In recent years there has been a movement towards software being provided “as a service” whether supplied free to induce users to buy/use other services/products or via a subscription model. The software provider usually gains through having a long term revenue stream. Companies gain easy access to ready-made and managed solutions to their problems. It all sounds perfect. However, there are risks in using Software as a Service (SaaS) that need to be understood and managed.
Creating an app or platform that integrates a 3rd party SaaS API ties you to that platform. If the platform is discontinued you have the complex task of re-writing to use the new API and migrating existing data. If there’s no similar alternative, you are faced with implementing the SaaS provided service for yourself.
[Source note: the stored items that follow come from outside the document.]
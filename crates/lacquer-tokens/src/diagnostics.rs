//! Structured diagnostics for non-fatal validation issues.
//!
//! Override validation degrades gracefully: offending tokens and contexts
//! are dropped, one warning is recorded per distinct offender, and unrelated
//! theming proceeds. Warnings are collected into a [`Diagnostics`] value so
//! hosts can inspect them programmatically; each distinct warning is also
//! emitted once through `tracing` at warn level.

use std::collections::HashSet;

/// A single non-fatal validation finding.
#[derive(Debug, Clone, PartialEq, Eq, Hash)]
pub enum Warning {
    /// An override names a token outside the themeable allowlist.
    UnthemeableToken { token: String },
    /// An override names a context the theme does not declare.
    InvalidContextId { context: String },
    /// An override value's shape is incompatible with the token's
    /// assignment (e.g. a per-state map for a mode-free token).
    IncompatibleOverrideShape { token: String },
}

impl std::fmt::Display for Warning {
    fn fmt(&self, f: &mut std::fmt::Formatter<'_>) -> std::fmt::Result {
        match self {
            Warning::UnthemeableToken { token } => {
                write!(f, "token '{}' is not themeable and was dropped", token)
            }
            Warning::InvalidContextId { context } => {
                write!(f, "context '{}' does not exist and was dropped", context)
            }
            Warning::IncompatibleOverrideShape { token } => {
                write!(
                    f,
                    "override for token '{}' has an incompatible shape and was ignored",
                    token
                )
            }
        }
    }
}

/// Deduplicating collector for [`Warning`]s.
#[derive(Debug, Default)]
pub struct Diagnostics {
    warnings: Vec<Warning>,
    seen: HashSet<Warning>,
}

impl Diagnostics {
    pub fn new() -> Self {
        Self::default()
    }

    /// Records a warning, once per distinct finding.
    pub fn warn(&mut self, warning: Warning) {
        if self.seen.insert(warning.clone()) {
            tracing::warn!(warning = %warning, "override validation");
            self.warnings.push(warning);
        }
    }

    /// The recorded warnings, in first-seen order.
    pub fn warnings(&self) -> &[Warning] {
        &self.warnings
    }

    pub fn is_empty(&self) -> bool {
        self.warnings.is_empty()
    }
}

#[cfg(test)]
mod tests {
    use super::*;

    #[test]
    fn test_warnings_are_deduplicated() {
        let mut diagnostics = Diagnostics::new();
        for _ in 0..3 {
            diagnostics.warn(Warning::UnthemeableToken {
                token: "fontFamily".to_string(),
            });
        }
        diagnostics.warn(Warning::InvalidContextId {
            context: "sidebar".to_string(),
        });
        assert_eq!(diagnostics.warnings().len(), 2);
    }

    #[test]
    fn test_warning_display_names_the_offender() {
        let warning = Warning::UnthemeableToken {
            token: "fontFamily".to_string(),
        };
        assert!(warning.to_string().contains("fontFamily"));
    }

    #[test]
    fn test_empty_diagnostics() {
        assert!(Diagnostics::new().is_empty());
    }
}
// image.rs — Runtime-sized image container, generic over pixel type.
//
// Row-major, contiguous, no stride padding: the GPU path uploads into
// storage buffers (not textures), so `as_slice()` can be handed to
// `bytemuck::cast_slice` directly without per-row alignment fixups.
//
// One channel per image. The encompassing system splits an RGB frame into
// three channels and transforms each independently; that iteration lives
// outside this crate.

use std::fmt;

/// Trait for types that can serve as pixel values in an [`Image`].
///
/// `u8` covers the acquisition side (decoded image channels); `f32` is the
/// working type of the transform. Both are `Copy + Default`, so images can
/// be zero-initialized and pixels passed by value.
pub trait Pixel: Copy + Default + Send + Sync + PartialOrd + 'static {
    /// Raw cast to f32 (255u8 → 255.0, not normalized).
    fn to_f32(self) -> f32;

    /// Construct a pixel from an f32 value, clamping/rounding as needed.
    fn from_f32(v: f32) -> Self;
}

impl Pixel for u8 {
    #[inline]
    fn to_f32(self) -> f32 {
        self as f32
    }

    #[inline]
    fn from_f32(v: f32) -> Self {
        v.clamp(0.0, 255.0).round() as u8
    }
}

impl Pixel for f32 {
    #[inline]
    fn to_f32(self) -> f32 {
        self
    }

    #[inline]
    fn from_f32(v: f32) -> Self {
        v
    }
}

/// A 2D image with runtime dimensions, generic over pixel type `T`.
///
/// Dimensions follow the wavelet literature: `height` is the number of
/// rows M, `width` the number of columns N. Pixel (x, y) is column x of
/// row y, stored at index `y * width + x`.
pub struct Image<T: Pixel> {
    /// Pixel data in row-major order. Length = width * height.
    data: Vec<T>,
    width: usize,
    height: usize,
}

// Manual Clone to make the deep copy of heap data explicit at call sites.
impl<T: Pixel> Clone for Image<T> {
    fn clone(&self) -> Self {
        Image {
            data: self.data.clone(),
            width: self.width,
            height: self.height,
        }
    }
}

impl<T: Pixel> Image<T> {
    /// Create a zero-initialized image.
    pub fn new(width: usize, height: usize) -> Self {
        Image {
            data: vec![T::default(); width * height],
            width,
            height,
        }
    }

    /// Create an image from an existing pixel vector (row-major).
    ///
    /// # Panics
    /// Panics if `data.len() != width * height`.
    pub fn from_vec(width: usize, height: usize, data: Vec<T>) -> Self {
        assert_eq!(
            data.len(),
            width * height,
            "data length ({}) must equal width * height ({})",
            data.len(),
            width * height,
        );
        Image { data, width, height }
    }

    #[inline]
    pub fn width(&self) -> usize {
        self.width
    }

    #[inline]
    pub fn height(&self) -> usize {
        self.height
    }

    /// Get the pixel value at (x, y). x is column, y is row.
    ///
    /// # Panics
    /// Panics if (x, y) is out of bounds.
    #[inline]
    pub fn get(&self, x: usize, y: usize) -> T {
        self.bounds_check(x, y);
        self.data[y * self.width + x]
    }

    /// Set the pixel at (x, y).
    ///
    /// # Panics
    /// Panics if (x, y) is out of bounds.
    #[inline]
    pub fn set(&mut self, x: usize, y: usize, value: T) {
        self.bounds_check(x, y);
        self.data[y * self.width + x] = value;
    }

    /// Borrow a single row as a slice.
    #[inline]
    pub fn row(&self, y: usize) -> &[T] {
        assert!(y < self.height, "row {y} out of bounds (height {})", self.height);
        let start = y * self.width;
        &self.data[start..start + self.width]
    }

    /// Iterate over all pixels as `(x, y, value)` tuples.
    pub fn pixels(&self) -> impl Iterator<Item = (usize, usize, T)> + '_ {
        (0..self.height).flat_map(move |y| {
            (0..self.width).map(move |x| (x, y, self.data[y * self.width + x]))
        })
    }

    /// The full pixel buffer, row-major.
    pub fn as_slice(&self) -> &[T] {
        &self.data
    }

    /// Mutable access to the pixel buffer.
    pub fn as_mut_slice(&mut self) -> &mut [T] {
        &mut self.data
    }

    /// Convert every pixel to f32 (raw cast). Used when feeding a decoded
    /// u8 channel into the transform, which works in f32 throughout.
    pub fn to_f32(&self) -> Image<f32> {
        Image {
            data: self.data.iter().map(|p| p.to_f32()).collect(),
            width: self.width,
            height: self.height,
        }
    }

    #[inline]
    fn bounds_check(&self, x: usize, y: usize) {
        assert!(
            x < self.width && y < self.height,
            "pixel ({x},{y}) out of bounds for image {}×{}",
            self.width,
            self.height,
        );
    }
}

impl<T: Pixel> std::ops::Index<(usize, usize)> for Image<T> {
    type Output = T;

    #[inline]
    fn index(&self, (x, y): (usize, usize)) -> &T {
        self.bounds_check(x, y);
        &self.data[y * self.width + x]
    }
}

impl<T: Pixel> std::ops::IndexMut<(usize, usize)> for Image<T> {
    #[inline]
    fn index_mut(&mut self, (x, y): (usize, usize)) -> &mut T {
        self.bounds_check(x, y);
        let idx = y * self.width + x;
        &mut self.data[idx]
    }
}

// Debug formatting — useful for small images in tests.
impl<T: Pixel + fmt::Debug> fmt::Debug for Image<T> {
    fn fmt(&self, f: &mut fmt::Formatter<'_>) -> fmt::Result {
        writeln!(
            f,
            "Image<{}> {{ {}×{} }}",
            std::any::type_name::<T>(),
            self.width,
            self.height,
        )?;
        for y in 0..self.height.min(8) {
            write!(f, "  row {y}: [")?;
            for x in 0..self.width.min(12) {
                if x > 0 {
                    write!(f, ", ")?;
                }
                write!(f, "{:?}", self.get(x, y))?;
            }
            if self.width > 12 {
                write!(f, ", ...")?;
            }
            writeln!(f, "]")?;
        }
        if self.height > 8 {
            writeln!(f, "  ...")?;
        }
        Ok(())
    }
}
Most SaaS providers are VC funded which means they tend to initially give away their APIs for free or at low cost to attract customers. Once shareholders start to want to see revenue, monthly fees increase. We are already seeing this with many beacon platform providers. Once Angel or VC funding runs out, platforms can disappear. A high profile example in the beacon ecosystem at the moment is Onyx.
The risks aren’t constrained to using VC funded companies’ services. Google has recently removed services related to the Physical Web. They are about to deprecate Google Cloud Messaging (GCM) that’s used in thousands if not millions of apps.
So what can you do? The first thing is do your due diligence. Is the company providing the SaaS you are considering likely to be around for the lifetime of your project? Is the company (like Google) renowned for deprecating services? Do you really need all the SaaS functionality or could you make do with a simpler developed or open source solution? Might you be able to use the SaaS for a proof of concept or minimum viable product (MVP) and plan to move to a developed solution?